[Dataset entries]
//! Root finding algorithms.
//!
//! Functions typically have to be wrapped before use.  See the `wrap` module
//! for how to do this.
//!
//! # Examples
//! Using Newton-Raphson:
//!
//! ```
//! use rootsolve::config::SolverConfig;
//! use rootsolve::solver::newton_raphson;
//! use rootsolve::wrap::RealFnAndFirst;
//!
//! // function and its derivative
//! let in_f = |x: f64| -x*x + 2.0*x + 1.0;
//! let in_df = |x: f64| -2.0*x + 2.0;
//! let f = RealFnAndFirst::new(&in_f, &in_df);
//!
//! let cfg = SolverConfig::new(1e-9, 20);
//! let root = newton_raphson(&f, 3.0, &cfg).expect("root");
//!
//! // root at x=1+sqrt(2)
//! assert!((root.x - 2.41421356237).abs() < 1e-9);
//! ```
//!
//! Using Brent's method:
//!
//! ```
//! use rootsolve::config::SolverConfig;
//! use rootsolve::solver::brent;
//! use rootsolve::wrap::RealFn;
//!
//! // function... no derivatives needed!
//! let in_f = |x: f64| -x*x + 2.0*x + 1.0;
//! let f = RealFn::new(&in_f);
//!
//! let root = brent(&f, 2.0, 3.0, &SolverConfig::new(1e-9, 100)).expect("root");
//! assert!((root.x - 2.41421356237).abs() < 1e-9);
//! ```

mod brent;
mod driver;

use thiserror::Error;
use tracing::debug;

use crate::config::SolverConfig;
use crate::convergence::DeltaX;
use crate::wrap::{RealDfEval, RealFnEval};
use driver::iterative_root_find;

pub use brent::brent;

/// Root finding error conditions.
///
/// To help with diagnostics, these errors typically return the last relevant
/// `x` position.
#[derive(Clone, Debug, Error, PartialEq)]
pub enum RootError {
    /// Function values at the interval ends do not have strictly opposite
    /// signs.
    #[error("root not bracketed: f({a})={f_a} and f({b})={f_b} must have opposite signs")]
    NotBracketed { a: f64, b: f64, f_a: f64, f_b: f64 },

    /// Derivative magnitude fell below the tolerance for a method that divides
    /// by it.
    #[error("derivative too small at x={x}: f'(x)={df}")]
    ZeroDerivative { x: f64, df: f64 },

    /// The solver computed a non-finite value for its next step.
    #[error("iterated to a non-finite value from x={x}")]
    IteratedToNaN { x: f64 },

    /// Iteration limit was reached.
    #[error("did not converge in {max_iter} iterations, last x={last_x}")]
    IterationLimit { max_iter: usize, last_x: f64 },
}

/// A converged root estimate.
#[derive(Clone, Copy, Debug, PartialEq)]
pub struct Root {
    /// Estimated root location.
    pub x: f64,

    /// Iteration (1-based) in which the stopping rule was met.
    pub iterations: usize,
}

/// Root finding using Newton-Raphson.
///
/// The `start` indicates the initial guess.  For guesses sufficiently close to
/// the root this algorithm has quadratic convergence.  There is no protection
/// against divergence or cycling; poor guesses end in one of the errors.
///
/// Stops when two successive iterates are closer than `cfg.tol()`.  Fails with
/// `ZeroDerivative` as soon as `|f'(x)| < cfg.tol()`.
///
/// This algorithm requires the first derivative of f(x).
///
/// * If analytically computed derivatives are not available, or the root
///   can be bracketed, consider Brent's method.
pub fn newton_raphson<F>(f: &F, start: f64, cfg: &SolverConfig) -> Result<Root, RootError>
where
    F: RealFnEval + RealDfEval,
{
    let finish = DeltaX::new(cfg.tol());
    let iterate = |f: &F, x: f64| nr_iteration(f, x, cfg.tol());
    iterative_root_find(f, &iterate, start, &finish, cfg.max_iter())
}

/// Evaluate a single iteration for Newton's method.  Returns an error if the
/// derivative is smaller than `min_df`.  Returns (x_new, f(x)) otherwise.
fn nr_iteration<F>(f: &F, x: f64, min_df: f64) -> Result<(f64, f64), RootError>
where
    F: RealFnEval + RealDfEval,
{
    let f_x = f.eval_f(x);
    let df_x = f.eval_df(x);
    if df_x.abs() < min_df {
        debug!(x, df = df_x, "derivative below tolerance");
        return Err(RootError::ZeroDerivative { x, df: df_x });
    }

    let x_new = x - f_x / df_x;
    if !x_new.is_finite() {
        return Err(RootError::IteratedToNaN { x });
    }
    Ok((x_new, f_x))
}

WHAT THE TASK ASKS:
Looking at the data above, write out exactly the lines that start at the one containing "consider Brent's method." and end at the one containing "if df_x.abs() <"; include both and nothing beyond.

SOLVED PROBLEM:
///   can be bracketed, consider Brent's method.
pub fn newton_raphson<F>(f: &F, start: f64, cfg: &SolverConfig) -> Result<Root, RootError>
where
    F: RealFnEval + RealDfEval,
{
    let finish = DeltaX::new(cfg.tol());
    let iterate = |f: &F, x: f64| nr_iteration(f, x, cfg.tol());
    iterative_root_find(f, &iterate, start, &finish, cfg.max_iter())
}

/// Evaluate a single iteration for Newton's method.  Returns an error if the
/// derivative is smaller than `min_df`.  Returns (x_new, f(x)) otherwise.
fn nr_iteration<F>(f: &F, x: f64, min_df: f64) -> Result<(f64, f64), RootError>
where
    F: RealFnEval + RealDfEval,
{
    let f_x = f.eval_f(x);
    let df_x = f.eval_df(x);
    if df_x.abs() < min_df {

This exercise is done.